American legislative district

Maryland Legislative District 42 is one of 47 districts in the state for the Maryland General Assembly. It covers part of Baltimore County. The district is divided into three sub-districts for the Maryland House of Delegates: District 42A, District 42B, and District 42C.

==Demographic characteristics==
As of the 2020 United States census, the district had a population of 130,396, of whom 105,099 (80.6%) were of voting age. The racial makeup of the district was 95,427 (73.2%) White, 15,877 (12.2%) African American, 317 (0.2%) Native American, 8,497 (6.5%) Asian, 21 (0.0%) Pacific Islander, 2,244 (1.7%) from some other race, and 7,991 (6.1%) from two or more races.
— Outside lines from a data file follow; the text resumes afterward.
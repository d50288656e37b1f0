use chrono::{DateTime, Utc};
use serde::Serialize;
use sqlx::FromRow;
use uuid::Uuid;

use crate::filter::{FilterField, Listable};

#[derive(Debug, Clone, Serialize, FromRow)]
pub struct Project {
    pub id: Uuid,
    pub name: String,
    pub description: String,
    pub created_by: Uuid,
    pub created_at: DateTime<Utc>,
    pub updated_at: DateTime<Utc>,
}

impl Listable for Project {
    const NAME: &'static str = "Project";
    const TABLE: &'static str = "projects";
    const COLUMNS: &'static [&'static str] =
        &["id", "name", "description", "created_by", "created_at", "updated_at"];
    const SCOPES: &'static [FilterField] = &[FilterField::uuid("created_by")];
    const EQUALITY_FILTERS: &'static [FilterField] = &[];
    const SEARCH_FIELDS: &'static [&'static str] = &["name", "description"];
}
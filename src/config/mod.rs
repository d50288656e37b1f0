use serde::Serialize;
use std::env;
use thiserror::Error;

use crate::database::DatabaseManager;

#[derive(Debug, Error)]
pub enum ConfigError {
    #[error("Missing configuration: {0}")]
    Missing(&'static str),

    #[error("Invalid value for {key}: {value}")]
    Invalid { key: &'static str, value: String },
}

#[derive(Debug, Clone, Serialize)]
pub struct AppConfig {
    pub environment: Environment,
    pub filter: FilterConfig,
    pub database: DatabaseConfig,
    pub api: ApiConfig,
    #[serde(skip)]
    pub security: SecurityConfig,
}

#[derive(Debug, Clone, Copy, PartialEq, Eq, Serialize)]
pub enum Environment {
    Development,
    Staging,
    Production,
}

#[derive(Debug, Clone, Serialize)]
pub struct FilterConfig {
    /// Upper bound on page size; `None` applies no cap
    pub max_limit: Option<i64>,
}

#[derive(Debug, Clone, Serialize)]
pub struct DatabaseConfig {
    #[serde(skip)]
    pub url: String,
    pub max_connections: u32,
    /// Seconds to wait for a pooled connection
    pub connection_timeout: u64,
    pub enable_query_logging: bool,
}

#[derive(Debug, Clone, Serialize)]
pub struct ApiConfig {
    pub host: String,
    pub port: u16,
}

#[derive(Clone)]
pub struct SecurityConfig {
    pub jwt_secret: String,
}

impl std::fmt::Debug for SecurityConfig {
    fn fmt(&self, f: &mut std::fmt::Formatter<'_>) -> std::fmt::Result {
        f.debug_struct("SecurityConfig").field("jwt_secret", &"<redacted>").finish()
    }
}

impl AppConfig {
    pub fn from_env() -> Result<Self, ConfigError> {
        Self::from_lookup(|key| env::var(key).ok())
    }

    /// Build from an arbitrary key lookup. Empty values count as unset.
    pub fn from_lookup<F>(lookup: F) -> Result<Self, ConfigError>
    where
        F: Fn(&str) -> Option<String>,
    {
        let get = |key: &str| lookup(key).filter(|v| !v.trim().is_empty());

        let environment = match get("APP_ENV").as_deref() {
            Some("production") | Some("prod") => Environment::Production,
            Some("staging") | Some("stage") => Environment::Staging,
            _ => Environment::Development,
        };

        // Profile defaults first, then specific overrides
        let (max_connections, connection_timeout, enable_query_logging) = match environment {
            Environment::Production => (50, 5, false),
            Environment::Staging => (20, 10, true),
            Environment::Development => (10, 30, true),
        };

        let url = match get("DATABASE_URL") {
            Some(url) => url,
            None => {
                let host = get("DB_HOST").unwrap_or_else(|| "localhost".to_string());
                let port = parse_or("DB_PORT", get("DB_PORT"), 5432u16)?;
                let name = get("DB_NAME").unwrap_or_else(|| "trackmybugs".to_string());
                let user = get("DB_USER").unwrap_or_else(|| "postgres".to_string());
                let password = get("DB_PASSWORD");
                DatabaseManager::build_connection_string(&host, port, &name, &user, password.as_deref())
                    .map_err(|_| ConfigError::Invalid { key: "DB_HOST", value: host })?
            }
        };

        let database = DatabaseConfig {
            url,
            max_connections: parse_or("DATABASE_MAX_CONNECTIONS", get("DATABASE_MAX_CONNECTIONS"), max_connections)?,
            connection_timeout: parse_or("DATABASE_CONNECTION_TIMEOUT", get("DATABASE_CONNECTION_TIMEOUT"), connection_timeout)?,
            enable_query_logging: parse_or("DATABASE_ENABLE_QUERY_LOGGING", get("DATABASE_ENABLE_QUERY_LOGGING"), enable_query_logging)?,
        };

        let api = ApiConfig {
            host: get("HOST").unwrap_or_else(|| "0.0.0.0".to_string()),
            port: parse_or("PORT", get("PORT"), 8080u16)?,
        };

        let security = SecurityConfig {
            jwt_secret: get("JWT_SECRET").ok_or(ConfigError::Missing("JWT_SECRET"))?,
        };

        let filter = FilterConfig {
            max_limit: get("FILTER_MAX_LIMIT")
                .map(|v| {
                    v.parse::<i64>()
                        .ok()
                        .filter(|n| *n > 0)
                        .ok_or(ConfigError::Invalid { key: "FILTER_MAX_LIMIT", value: v })
                })
                .transpose()?,
        };

        Ok(Self { environment, filter, database, api, security })
    }

    pub fn is_production(&self) -> bool {
        self.environment == Environment::Production
    }
}

fn parse_or<T: std::str::FromStr>(key: &'static str, raw: Option<String>, default: T) -> Result<T, ConfigError> {
    match raw {
        None => Ok(default),
        Some(value) => value.trim().parse().map_err(|_| ConfigError::Invalid { key, value }),
    }
}

#[cfg(test)]
mod tests {
    use super::*;
    use std::collections::HashMap;

    fn lookup(pairs: &[(&str, &str)]) -> impl Fn(&str) -> Option<String> {
        let map: HashMap<String, String> =
            pairs.iter().map(|(k, v)| (k.to_string(), v.to_string())).collect();
        move |key| map.get(key).cloned()
    }

    #[test]
    fn test_default_development_config() {
        let config = AppConfig::from_lookup(lookup(&[("JWT_SECRET", "s")])).unwrap();
        assert_eq!(config.environment, Environment::Development);
        assert_eq!(config.database.max_connections, 10);
        assert_eq!(config.api.host, "0.0.0.0");
        assert_eq!(config.api.port, 8080);
        assert_eq!(config.filter.max_limit, None);
        assert_eq!(config.database.url, "postgres://postgres@localhost:5432/trackmybugs");
    }

    #[test]
    fn test_default_production_config() {
        let config = AppConfig::from_lookup(lookup(&[("APP_ENV", "production"), ("JWT_SECRET", "s")])).unwrap();
        assert!(config.is_production());
        assert_eq!(config.database.max_connections, 50);
        assert!(!config.database.enable_query_logging);
    }

    #[test]
    fn jwt_secret_is_required() {
        let err = AppConfig::from_lookup(lookup(&[])).unwrap_err();
        assert!(matches!(err, ConfigError::Missing("JWT_SECRET")));
        let err = AppConfig::from_lookup(lookup(&[("JWT_SECRET", "  ")])).unwrap_err();
        assert!(matches!(err, ConfigError::Missing("JWT_SECRET")));
    }

    #[test]
    fn database_url_wins_over_parts() {
        let config = AppConfig::from_lookup(lookup(&[
            ("JWT_SECRET", "s"),
            ("DATABASE_URL", "postgres://u:p@db/app"),
            ("DB_HOST", "ignored"),
        ]))
        .unwrap();
        assert_eq!(config.database.url, "postgres://u:p@db/app");
    }

    #[test]
    fn database_parts_are_assembled() {
        let config = AppConfig::from_lookup(lookup(&[
            ("JWT_SECRET", "s"),
            ("DB_HOST", "db.internal"),
            ("DB_PORT", "6543"),
            ("DB_NAME", "bugs"),
            ("DB_USER", "app"),
            ("DB_PASSWORD", "pw"),
        ]))
        .unwrap();
        assert_eq!(config.database.url, "postgres://app:pw@db.internal:6543/bugs");
    }

    #[test]
    fn overrides_are_parsed() {
        let config = AppConfig::from_lookup(lookup(&[
            ("JWT_SECRET", "s"),
            ("PORT", "9000"),
            ("FILTER_MAX_LIMIT", "100"),
            ("DATABASE_MAX_CONNECTIONS", "3"),
        ]))
        .unwrap();
        assert_eq!(config.api.port, 9000);
        assert_eq!(config.filter.max_limit, Some(100));
        assert_eq!(config.database.max_connections, 3);
    }

    #[test]
    fn malformed_values_are_rejected() {
        let err = AppConfig::from_lookup(lookup(&[("JWT_SECRET", "s"), ("PORT", "http")])).unwrap_err();
        assert!(matches!(err, ConfigError::Invalid { key: "PORT", .. }));
        let err = AppConfig::from_lookup(lookup(&[("JWT_SECRET", "s"), ("FILTER_MAX_LIMIT", "0")])).unwrap_err();
        assert!(matches!(err, ConfigError::Invalid { key: "FILTER_MAX_LIMIT", .. }));
    }

    #[test]
    fn secret_is_redacted_in_debug() {
        let config = AppConfig::from_lookup(lookup(&[("JWT_SECRET", "hunter2")])).unwrap();
        assert!(!format!("{:?}", config).contains("hunter2"));
    }
}
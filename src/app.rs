use axum::{
    extract::State,
    http::{header, Method, StatusCode},
    middleware::from_fn_with_state,
    response::{IntoResponse, Json},
    routing::{delete, get, post, put},
    Router,
};
use serde_json::{json, Value};
use tower_http::{
    cors::{Any, CorsLayer},
    trace::TraceLayer,
};

use crate::database::DatabaseManager;
use crate::handlers::{protected, public};
use crate::middleware::{require_admin, require_auth};
use crate::state::AppState;

/// Full HTTP surface
pub fn app(state: AppState) -> Router {
    Router::new()
        // Public
        .route("/", get(root))
        .route("/health", get(health))
        .nest("/api/v1", api_routes(state.clone()))
        // Global middleware
        .layer(cors_layer())
        .layer(TraceLayer::new_for_http())
        .with_state(state)
}

fn api_routes(state: AppState) -> Router<AppState> {
    Router::new()
        .route("/auth/register", post(public::auth::register))
        .route("/auth/login", post(public::auth::login))
        .merge(protected_routes(state))
}

/// Authentication wraps every route; the admin gate wraps only its own method routes
fn protected_routes(state: AppState) -> Router<AppState> {
    use protected::{comments, issues, projects, users};

    let admin = || from_fn_with_state(state.clone(), require_admin);

    Router::new()
        .route("/projects", get(projects::list).post(projects::create))
        .route(
            "/projects/:id",
            get(projects::get)
                .put(projects::update)
                .merge(delete(projects::delete).route_layer(admin())),
        )
        .route("/issues", get(issues::list).post(issues::create))
        .route(
            "/issues/:id",
            get(issues::get).put(issues::update).delete(issues::delete),
        )
        .route("/comments", post(comments::create))
        .route("/comments/issue/:issue_id", get(comments::list_for_issue))
        .route("/comments/:id", put(comments::update).delete(comments::delete))
        .route("/users", get(users::list))
        .route("/users/profile", get(users::profile).put(users::update_profile))
        .route("/users/:id/role", put(users::set_role).route_layer(admin()))
        .route_layer(from_fn_with_state(state.clone(), require_auth))
}

fn cors_layer() -> CorsLayer {
    CorsLayer::new()
        .allow_origin(Any)
        .allow_methods([Method::GET, Method::POST, Method::PUT, Method::DELETE, Method::OPTIONS])
        .allow_headers([header::CONTENT_TYPE, header::AUTHORIZATION])
}

async fn root() -> Json<Value> {
    Json(json!({
        "success": true,
        "data": {
            "name": "TrackMyBugs API",
            "version": env!("CARGO_PKG_VERSION"),
            "endpoints": {
                "health": "/health (public)",
                "auth": "/api/v1/auth/register, /api/v1/auth/login (public)",
                "projects": "/api/v1/projects[/:id] (protected; delete requires admin)",
                "issues": "/api/v1/issues[/:id] (protected)",
                "comments": "/api/v1/comments, /api/v1/comments/issue/:issue_id, /api/v1/comments/:id (protected)",
                "users": "/api/v1/users, /api/v1/users/profile, /api/v1/users/:id/role (protected; role requires admin)",
            }
        }
    }))
}

async fn health(State(state): State<AppState>) -> impl IntoResponse {
    let now = state.clock.now();

    match DatabaseManager::health_check(&state.pool).await {
        Ok(_) => (
            StatusCode::OK,
            Json(json!({
                "success": true,
                "data": {
                    "status": "ok",
                    "timestamp": now,
                    "database": "ok"
                }
            })),
        ),
        Err(e) => {
            tracing::error!("Health check failed: {}", e);
            (
                StatusCode::SERVICE_UNAVAILABLE,
                Json(json!({
                    "success": false,
                    "error": true,
                    "message": "Database unavailable",
                    "code": "SERVICE_UNAVAILABLE",
                    "data": {
                        "status": "degraded",
                        "timestamp": now
                    }
                })),
            )
        }
    }
}
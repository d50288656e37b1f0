use sqlx::{self, postgres::{PgArguments, PgRow}, FromRow, PgExecutor, Row};

use crate::database::manager::{DatabaseError, QueryContext};
use crate::filter::{Filter, PageRequest, SqlParam};

/// Executes a rendered `Filter` against any Postgres executor (pool, connection or transaction)
pub struct QueryBuilder<T> {
    filter: Filter,
    _phantom: std::marker::PhantomData<T>,
}

impl<T> QueryBuilder<T>
where
    T: for<'r> FromRow<'r, PgRow> + Send + Unpin,
{
    pub fn new(filter: Filter) -> Self {
        Self {
            filter,
            _phantom: std::marker::PhantomData,
        }
    }

    pub async fn select_all<'c, E>(&self, executor: E) -> Result<Vec<T>, DatabaseError>
    where
        E: PgExecutor<'c>,
    {
        let sql_result = self.filter.to_sql();
        let mut q = sqlx::query_as::<_, T>(&sql_result.query);
        for p in sql_result.params.iter() {
            q = bind_param_query_as(q, p);
        }
        q.fetch_all(executor).await.context("select", self.filter.table_name(), None)
    }

    pub async fn select_page<'c, E>(&self, executor: E, page: &PageRequest) -> Result<Vec<T>, DatabaseError>
    where
        E: PgExecutor<'c>,
    {
        let sql_result = self.filter.to_page_sql(page);
        tracing::debug!("{} page query: {}", self.filter.table_name(), sql_result.query);
        let mut q = sqlx::query_as::<_, T>(&sql_result.query);
        for p in sql_result.params.iter() {
            q = bind_param_query_as(q, p);
        }
        q.fetch_all(executor).await.context("select page", self.filter.table_name(), None)
    }

    pub async fn count<'c, E>(&self, executor: E) -> Result<i64, DatabaseError>
    where
        E: PgExecutor<'c>,
    {
        let sql_result = self.filter.to_count_sql();
        let mut q = sqlx::query(&sql_result.query);
        for p in sql_result.params.iter() {
            q = bind_param_query(q, p);
        }
        let table = self.filter.table_name();
        let row = q.fetch_one(executor).await.context("count", table, None)?;
        row.try_get::<i64, _>("count").context("count", table, None)
    }
}

fn bind_param_query<'q>(
    q: sqlx::query::Query<'q, sqlx::Postgres, PgArguments>,
    v: &SqlParam,
) -> sqlx::query::Query<'q, sqlx::Postgres, PgArguments> {
    match v {
        SqlParam::Text(s) => q.bind(s.clone()),
        SqlParam::Uuid(u) => q.bind(*u),
        SqlParam::Int(i) => q.bind(*i),
    }
}

fn bind_param_query_as<'q, O>(
    q: sqlx::query::QueryAs<'q, sqlx::Postgres, O, PgArguments>,
    v: &SqlParam,
) -> sqlx::query::QueryAs<'q, sqlx::Postgres, O, PgArguments>
where
    O: for<'r> FromRow<'r, PgRow>,
{
    match v {
        SqlParam::Text(s) => q.bind(s.clone()),
        SqlParam::Uuid(u) => q.bind(*u),
        SqlParam::Int(i) => q.bind(*i),
    }
}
Hispanic or Latino of any race were 6,275 (4.8%) of the population.

The district had 89,904 registered voters as of October 17, 2020, of whom 16,628 (18.5%) were registered as unaffiliated, 29,455 (32.8%) were registered as Republicans, 42,183 (46.9%) were registered as Democrats, and 999 (1.1%) were registered to other parties.

==Political representation==
The district is represented for the 2023–2027 legislative term in the State Senate by Christopher R. West (R) and in the House of Delegates by Alexander M. Harlan (R, District 42A), Michele J. Guyton (D, District 42B), and Joshua Stonko (R, District 42C).